> [Task prompt]: Report each line of the records below that holds the word "rendering".

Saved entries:
========================================================================
//! URI-component transformer.
//!
//! Encoding mirrors `encodeURIComponent`: the UTF-8 rendering of the value
//! is percent-escaped (values that are not valid UTF-8 are skipped), and a
//! second form-encoded variant swaps `%20` for `+`. Extraction looks for
//! runs of URL code units and only decodes runs that actually contain an
//! escape, so plain words are left alone.

use async_trait::async_trait;
use percent_encoding::{percent_decode_str, utf8_percent_encode, AsciiSet, NON_ALPHANUMERIC};
use regex::Regex;

use super::Transformer;

/// Everything `encodeURIComponent` escapes: all non-alphanumerics except
/// the unreserved marks.
const URI_COMPONENT: &AsciiSet = &NON_ALPHANUMERIC
    .remove(b'-')
    .remove(b'_')
    .remove(b'.')
    .remove(b'!')
    .remove(b'~')
    .remove(b'*')
    .remove(b'\'')
    .remove(b'(')
    .remove(b')');

/// Reversible URI-component codec.
#[derive(Debug)]
pub struct UriTransformer {
    matcher: Regex,
}

impl UriTransformer {
    pub fn new() -> Self {
        // URL code units minus the separators `/&=?`.
        let matcher = Regex::new(r"[A-Za-z0-9!$%'()*+,.:;@_~-]+").expect("pattern is well-formed");
        Self { matcher }
    }
}

impl Default for UriTransformer {
    fn default() -> Self {
        Self::new()
    }
}

/// Checks the escapes in a match. Returns `None` when a `%` is not
/// followed by two hex digits (the match is skipped), otherwise whether
/// at least one `%HH` escape is present.
fn validate_escapes(token: &str) -> Option<bool> {
    let bytes = token.as_bytes();
    let mut has_escape = false;
    let mut i = 0;
    while i < bytes.len() {
        if bytes[i] == b'%' {
            if i + 3 > bytes.len() {
                return None;
            }
            if !bytes[i + 1].is_ascii_hexdigit() || !bytes[i + 2].is_ascii_hexdigit() {
                return None;
            }
            has_escape = true;
            i += 3;
        } else {
            i += 1;
        }
    }
    Some(has_escape)
}

#[async_trait]
impl Transformer for UriTransformer {
    fn id(&self) -> String {
        "uri".to_string()
    }

    fn reversible(&self) -> bool {
        true
    }

    fn encodings(&self, value: &[u8]) -> Option<Vec<Vec<u8>>> {
        let Ok(text) = std::str::from_utf8(value) else {
            // Percent-encoding is defined over text here; binary values
            // have no URI rendering.
            return Some(Vec::new());
        };

        let encoded = utf8_percent_encode(text, URI_COMPONENT).to_string();
        let mut out = vec![encoded.clone().into_bytes()];
        let form_encoded = encoded.replace("%20", "+");
        if form_encoded != encoded {
            out.push(form_encoded.into_bytes());
        }
        Some(out)
    }

    async fn extract_decode(&self, haystack: &[u8], min_len: usize) -> Option<Vec<Vec<u8>>> {
        let text = String::from_utf8_lossy(haystack);
        let mut out = Vec::new();
        for matched in self.matcher.find_iter(&text) {
            let token = matched.as_str();
            if token.len() < min_len {
                continue;
            }
            let Some(has_escape) = validate_escapes(token) else {
                continue;
            };
            if !has_escape && !token.contains('+') {
                continue;
            }

            let spaced = token.replace('+', "%20");
            let decoded: Vec<u8> = percent_decode_str(&spaced).collect();
            out.push(decoded);
        }
        Some(out)
    }
}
========================================================================
> [Exercise output]:
//! Encoding mirrors `encodeURIComponent`: the UTF-8 rendering of the value
            // have no URI rendering.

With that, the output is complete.